In [None]:
#| hide
%load_ext autoreload
%autoreload 2

# Lag transformations
> Compute features based on lags

mlforecast allows you to define transformations on the lags to use as features. These are provided through the `lag_transforms` argument, which is a dict where the keys are the lags and the values are a list of transformations to apply to that lag.

## Data setup

In [None]:
from mlforecast.utils import generate_daily_series

In [None]:
data = generate_daily_series(10)

## window-ops

The [window-ops package](https://github.com/jmoralez/window_ops) provides transformations defined as [numba](https://numba.pydata.org/) [JIT compiled](https://en.wikipedia.org/wiki/Just-in-time_compilation) functions, which allows you to use them directly and also composing them very easily. We use numba because it makes them really fast and can also bypass [python's GIL](https://wiki.python.org/moin/GlobalInterpreterLock), which allows running them concurrently with multithreading.

In [None]:
import numpy as np
from numba import njit
from window_ops.expanding import expanding_mean
from window_ops.shift import shift_array

from mlforecast import MLForecast

In [None]:
@njit
def ratio_over_previous(x, offset=1):
    """Computes the ratio between the current value and its `offset` lag"""
    return x / shift_array(x, offset=offset)

@njit
def diff_over_previous(x, offset=1):
    """Computes the difference between the current value and its `offset` lag"""
    return x - shift_array(x, offset=offset)

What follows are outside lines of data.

use anyhow::Context;
use std::path::Path;
use unlock_core::{config::Config, io, paths, timing::TimingConfig};

pub fn run(root: &Path, name: Option<&str>) -> anyhow::Result<()> {
    let store_name = name
        .map(str::to_string)
        .or_else(|| {
            root.file_name()
                .map(|n| n.to_string_lossy().into_owned())
        })
        .unwrap_or_else(|| "unlockhub".to_string());

    println!("Initializing store in: {}", root.display());

    let dirs = [
        paths::STORE_DIR,
        paths::CATALOG_DIR,
        paths::DEVICES_DIR,
        paths::USERS_DIR,
        paths::PAYMENTS_DIR,
        paths::TICKETS_DIR,
    ];
    for dir in dirs {
        let p = root.join(dir);
        io::ensure_dir(&p).with_context(|| format!("failed to create {}", p.display()))?;
    }

    let config_path = paths::config_path(root);
    if !config_path.exists() {
        let cfg = Config::new(&store_name);
        cfg.save(root).context("failed to write config.yaml")?;
        println!("  created: {}", paths::CONFIG_FILE);
    } else {
        println!("  exists:  {}", paths::CONFIG_FILE);
    }

    let timing_path = paths::timing_path(root);
    if !timing_path.exists() {
        TimingConfig::default()
            .save(root)
            .context("failed to write timing.yaml")?;
        println!("  created: {}", paths::TIMING_FILE);
    } else {
        println!("  exists:  {}", paths::TIMING_FILE);
    }

    println!("\nStore '{store_name}' is ready.");
    Ok(())
}
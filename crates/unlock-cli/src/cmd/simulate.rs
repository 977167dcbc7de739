use crate::output::print_json;
use anyhow::{anyhow, Result};
use std::path::Path;
use unlock_core::run::RunPlan;
use unlock_core::timing::TimingConfig;
use unlock_core::types::{ProcessPhase, ProcessType};
use unlock_engine::StepEvent;

/// Drive a full run locally, printing each step as the sequencer emits it.
/// Always ends in the scripted failure.
pub fn run(root: &Path, process: &str, speedup: u64, json: bool) -> Result<()> {
    let process: ProcessType = process.parse().map_err(|e| anyhow!("{e}"))?;
    let cfg = TimingConfig::load_or_default(root);
    if !cfg.enabled {
        return Err(anyhow!("run processing is disabled in the timing config"));
    }

    let plan = RunPlan::build(&cfg, process);

    if !json {
        let p1 = plan.phase(ProcessPhase::One);
        let p2 = plan.phase(ProcessPhase::Two);
        println!(
            "Simulating {process} run at {speedup}x: phase 1 {}s, phase 2 {}s ({}s scheduled total)",
            p1.total_ms / 1000,
            p2.total_ms / 1000,
            plan.total_ms() / 1000,
        );
    }

    // Scheduled offset of each step boundary, for display alongside the
    // live events.
    let mut offsets = Vec::with_capacity(8);
    let mut elapsed = 0u64;
    for phase in [ProcessPhase::One, ProcessPhase::Two] {
        for delay in plan.phase(phase).step_delays_ms {
            elapsed += delay;
            offsets.push(elapsed);
        }
    }

    let rt = tokio::runtime::Runtime::new()?;
    rt.block_on(async move {
        let handle = unlock_engine::start(plan, speedup);
        let mut rx = handle.take_initial_rx();
        let mut index = 0usize;

        while let Ok(event) = rx.recv().await {
            let offset = offsets.get(index).copied().unwrap_or(elapsed);
            index += 1;

            if json {
                print_json(&event)?;
            } else {
                match &event {
                    StepEvent::StepEntered { phase, step, label } => {
                        println!("[{:>6}s] phase {phase} step {step}: {label}", offset / 1000);
                    }
                    StepEvent::PhaseCompleted { phase } => {
                        println!("[{:>6}s] phase {phase} complete", offset / 1000);
                    }
                    StepEvent::Failed { process } => {
                        println!("[{:>6}s] {process} failed", offset / 1000);
                        println!("\nThe process could not be completed. Contact support to file a complaint.");
                    }
                    StepEvent::Cancelled => {
                        println!("[{:>6}s] run cancelled", offset / 1000);
                    }
                }
            }

            if event.is_terminal() {
                break;
            }
        }
        Ok::<(), anyhow::Error>(())
    })?;

    Ok(())
}
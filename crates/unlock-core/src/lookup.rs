use crate::config::LookupConfig;
use crate::error::{Result, UnlockError};
use serde::Deserialize;
use std::time::Duration;

// ---------------------------------------------------------------------------
// DeviceLookupClient
// ---------------------------------------------------------------------------

/// Response shape of the third-party IMEI lookup service.
#[derive(Debug, Clone, Deserialize, PartialEq)]
pub struct LookupInfo {
    pub brand: String,
    pub model: String,
    #[serde(default)]
    pub blacklisted: bool,
}

/// Blocking HTTP client for `GET {base_url}/imei/{imei}`.
///
/// Callers on an async runtime go through `spawn_blocking`; the lookup is a
/// single small request on the registration path, not a hot loop.
pub struct DeviceLookupClient {
    base_url: String,
    client: reqwest::blocking::Client,
}

impl DeviceLookupClient {
    pub fn new(config: &LookupConfig) -> Result<Self> {
        let client = reqwest::blocking::Client::builder()
            .timeout(Duration::from_secs(config.timeout_seconds))
            .build()
            .map_err(|e| UnlockError::Lookup(e.to_string()))?;
        Ok(Self {
            base_url: config.base_url.trim_end_matches('/').to_string(),
            client,
        })
    }

    pub fn lookup(&self, imei: &str) -> Result<LookupInfo> {
        let url = format!("{}/imei/{imei}", self.base_url);
        let response = self
            .client
            .get(&url)
            .send()
            .map_err(|e| UnlockError::Lookup(e.to_string()))?;

        let status = response.status();
        if !status.is_success() {
            return Err(UnlockError::Lookup(format!(
                "lookup service returned {status} for {imei}"
            )));
        }
        response
            .json::<LookupInfo>()
            .map_err(|e| UnlockError::Lookup(format!("bad lookup response: {e}")))
    }
}

// ---------------------------------------------------------------------------
// Tests
// ---------------------------------------------------------------------------
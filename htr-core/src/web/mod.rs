//! Web demo: an HTML page and a small JSON API around [`HtrPipeline`].
//!
//! [`HtrPipeline`]: crate::parse::pipeline::HtrPipeline

pub mod handlers;
pub mod request;
pub mod server;

pub use server::{AppState, WebConfig, router, serve};
//! CTC decoding of recognizer output.

pub mod best_path;
pub mod prefix_tree;
pub mod word_beam_search;

use ndarray::{Array2, ArrayView1, Axis};
use serde::{Deserialize, Serialize};

pub use best_path::best_path;
pub use prefix_tree::PrefixTree;
pub use word_beam_search::word_beam_search;

/// Which algorithm turns a CTC matrix into text.
#[derive(Debug, Clone, Copy, Default, PartialEq, Eq, Serialize, Deserialize)]
#[serde(rename_all = "snake_case")]
pub enum Decoder {
    /// Most likely label per frame, repeats collapsed and blanks removed.
    #[default]
    BestPath,
    /// Beam search constrained by a dictionary prefix tree.
    WordBeamSearch,
}

/// Per-frame label probabilities `[T, C]`, the blank being label `C - 1`.
#[derive(Debug, Clone)]
pub struct CtcMatrix {
    probs: Array2<f32>,
}

impl CtcMatrix {
    /// Wraps a `[T, C]` matrix. Rows that are not a probability
    /// distribution (e.g. raw logits) are softmaxed.
    pub fn new(mut probs: Array2<f32>) -> Self {
        for mut row in probs.axis_iter_mut(Axis(0)) {
            let sum: f32 = row.iter().sum();
            let is_distribution =
                row.iter().all(|&p| (0.0..=1.0).contains(&p)) && (sum - 1.0).abs() < 1e-3;
            if !is_distribution {
                let max = row.iter().copied().fold(f32::NEG_INFINITY, f32::max);
                row.mapv_inplace(|v| (v - max).exp());
                let total: f32 = row.iter().sum();
                if total > 0.0 {
                    row.mapv_inplace(|v| v / total);
                }
            }
        }
        Self { probs }
    }

    pub fn frames(&self) -> usize {
        self.probs.nrows()
    }

    /// Number of labels, blank included.
    pub fn labels(&self) -> usize {
        self.probs.ncols()
    }

    pub fn blank(&self) -> usize {
        self.labels().saturating_sub(1)
    }

    pub fn frame(&self, t: usize) -> ArrayView1<'_, f32> {
        self.probs.row(t)
    }

    pub fn prob(&self, t: usize, label: usize) -> f32 {
        self.probs[[t, label]]
    }
}

#[cfg(test)]
pub(crate) mod test_utils {
    use ndarray::Array2;

    use super::CtcMatrix;

    /// Builds a matrix where each frame puts `peak` on one label and spreads
    /// the rest evenly; `None` means the blank.
    pub fn peaked_matrix(labels: usize, frames: &[Option<usize>], peak: f32) -> CtcMatrix {
        let blank = labels - 1;
        let rest = (1.0 - peak) / (labels - 1) as f32;
        let mut probs = Array2::from_elem((frames.len(), labels), rest);
        for (t, label) in frames.iter().enumerate() {
            probs[[t, label.unwrap_or(blank)]] = peak;
        }
        CtcMatrix::new(probs)
    }
}
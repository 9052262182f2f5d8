pub mod analysis;
pub mod config;
pub mod consts;
pub mod decode;
pub mod error;
pub mod export;
pub mod inference;
pub mod layout;
pub mod parse;
pub mod web;

// Re-export commonly used types
pub use error::HtrError;
pub use inference::model::ModelPaths;
pub use layout::{element::ReadLine, page::PageResult};
pub use parse::{
    pipeline::{HtrPipeline, PipelineConfig},
    render::PdfRasterizer,
};
use std::path::Path;

use snafu::ResultExt;

use crate::{error::*, layout::page::PageResult};

/// Writes the results as pretty printed JSON.
pub fn write_json(results: &[PageResult], path: &Path) -> Result<(), HtrError> {
    let json = serde_json::to_string_pretty(results).context(JsonSnafu {
        stage: "serialize-results",
    })?;
    std::fs::write(path, json).context(IoWriteSnafu {
        path: path.to_string_lossy(),
    })
}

If your function takes more arguments than the input array you can provide a tuple like: `(func, arg1, arg2, ...)`

In [None]:
fcst = MLForecast(
    models=[],
    freq='D',
    lags=[1, 2, 3],
    lag_transforms={
        1: [expanding_mean, ratio_over_previous, (ratio_over_previous, 2)],  # the second ratio sets offset=2
        2: [diff_over_previous],
    },
)
prep = fcst.preprocess(data)
prep.head(2)

Unnamed: 0,unique_id,ds,y,lag1,lag2,lag3,expanding_mean_lag1,ratio_over_previous_lag1,ratio_over_previous_lag1_offset2,diff_over_previous_lag2
3,id_0,2000-01-04,3.481831,2.445887,1.218794,0.322947,1.329209,2.006809,7.573645,0.895847
4,id_0,2000-01-05,4.191721,3.481831,2.445887,1.218794,1.867365,1.423546,2.856785,1.227093


As you can see the name of the function is used as the transformation name plus the `_lag` suffix. If the function has other arguments and they're not set to their default values they're included as well, as is done with `offset=2` here.

In [None]:
np.testing.assert_allclose(prep['lag1'] / prep['lag2'], prep['ratio_over_previous_lag1'])
np.testing.assert_allclose(prep['lag1'] / prep['lag3'], prep['ratio_over_previous_lag1_offset2'])
np.testing.assert_allclose(prep['lag2'] - prep['lag3'], prep['diff_over_previous_lag2'])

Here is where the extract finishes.